Special report by Alessia Ianucci

In an age of convenience, where everything from groceries to gadgets is available at the touch of a button, one innovation has caused quite the heavenly stir – the Holy Communion Vending Machine. They are being rolled out across the UK and will soon be appearing on railway platforms, airport terminals, theme parks, and in disused telephone boxes. They will also be stationed outside churches affected by the continuing decline in the number of priests available to administer the sacrament in person. The likely charge is expected to be around £3.00 payable by contactless card.

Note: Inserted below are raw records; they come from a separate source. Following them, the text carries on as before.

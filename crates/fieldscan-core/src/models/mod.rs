//! Data models shared by the extraction passes and their consumers.

pub mod candidate;
pub mod config;
pub mod document;
pub mod report;
pub mod result;

pub use candidate::{Candidate, Provenance};
pub use config::{BatchConfig, ExtractionConfig, FieldscanConfig, SchemaConfig};
pub use document::{DocumentLine, RawDocument, PAGE_BREAK};
pub use report::{BatchReport, DocumentOutcome, DocumentReport, FieldStats};
pub use result::{ExtractionResult, FieldStatus};
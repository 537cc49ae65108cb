//! Monetary amount parsing and normalization.

use rust_decimal::Decimal;
use std::str::FromStr;

use super::patterns::CURRENCY_MARKERS;

/// Exclusive upper bound on accepted amounts.
const MAX_AMOUNT: i64 = 1_000_000_000;

/// Parse an amount written with currency markers and thousands separators.
///
/// Handles "Rs. 12,345.00", "INR 1,23,456/-", "₹ 500", "1.234,56" and bare
/// digits. The last separator is treated as the decimal point when it is
/// followed by one or two digits and occurs only once; every other
/// separator is a thousands separator.
pub fn parse_amount(raw: &str) -> Option<Decimal> {
    let stripped = CURRENCY_MARKERS.replace_all(raw, "");
    let compact: String = stripped.chars().filter(|c| !c.is_whitespace()).collect();
    let compact = compact.trim_end_matches(['.', ',']);

    if compact.is_empty() || !compact.chars().any(|c| c.is_ascii_digit()) {
        return None;
    }
    if !compact
        .chars()
        .all(|c| c.is_ascii_digit() || c == ',' || c == '.')
    {
        return None;
    }

    let (integer, fraction) = match compact.rfind([',', '.']) {
        None => (compact, ""),
        Some(pos) => {
            let sep = compact.as_bytes()[pos] as char;
            let tail = &compact[pos + 1..];
            let sep_count = compact.matches(sep).count();
            if tail.len() <= 2 && sep_count == 1 {
                (&compact[..pos], tail)
            } else if tail.len() == 3 {
                // A dot after commas with three trailing digits is a third
                // decimal place, not a separator.
                if sep == '.' && compact[..pos].contains(',') {
                    return None;
                }
                (compact, "")
            } else {
                return None;
            }
        }
    };

    let mut digits: String = integer.chars().filter(|c| c.is_ascii_digit()).collect();
    if digits.is_empty() {
        digits.push('0');
    }
    let number = if fraction.is_empty() {
        digits
    } else {
        format!("{}.{}", digits, fraction)
    };

    let amount = Decimal::from_str(&number).ok()?;
    if amount <= Decimal::ZERO || amount >= Decimal::from(MAX_AMOUNT) {
        return None;
    }
    Some(amount)
}

/// Clean an amount to its canonical two-decimal form without separators.
pub fn clean_amount(raw: &str) -> Option<String> {
    parse_amount(raw).map(|amount| format!("{:.2}", amount))
}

  1. Accessibility: Gone are the days of long queues at the church altar. With the Holy Communion Vending Machine, worshippers can receive the sacrament conveniently and quickly, even on the go.

  2. Customisation: Choose your preferred flavour of communion wafer, from classic unleavened to gluten-free options. Plus, select your favourite communion wine, ranging from traditional red to a crisp white.

  3. 24/7 Service: No need to worry about missing church hours. The vending machine is available round the clock, ensuring you can receive the body and blood of Christ whenever the divine spirit moves you.


  1. Impersonal: Some argue that receiving the sacrament from a vending machine lacks the personal touch and spiritual connection of communion administered by a clergy member. However, for a small extra payment you can speak to the machine and ask for a voice blessing.

  2. Risk of Misuse: Concerns have been raised about the potential for misuse or disrespect of the sacrament if it becomes too easily accessible and commodified.

  3. Technical Glitches: Just like any machine, the Holy Communion Vending Machine is prone to technical glitches. Imagine the frustration of a devout worshipper when the machine runs out of communion wafers or experiences a malfunction.

While the Holy Communion Vending Machine offers unparalleled convenience and accessibility, it also raises important questions about the intersection of technology, religion, and spirituality. Whether it’s a heaven-sent innovation or a sacrilegious gimmick, one thing’s for certain – it’s sparking spirited debate among the faithful... and those of no faith.

In a surprisingly upbeat endorsement of this new merchandising opportunity, Pope Francis said: “The Holy Communion Vending Machine embodies the spirit of inclusivity and accessibility, inviting all to partake in the blessings of the Eucharist. In this age of technological advancement, let us embrace innovations that bring us closer to God and to one another. May this venture serve as a beacon of hope and unity for believers around the world”.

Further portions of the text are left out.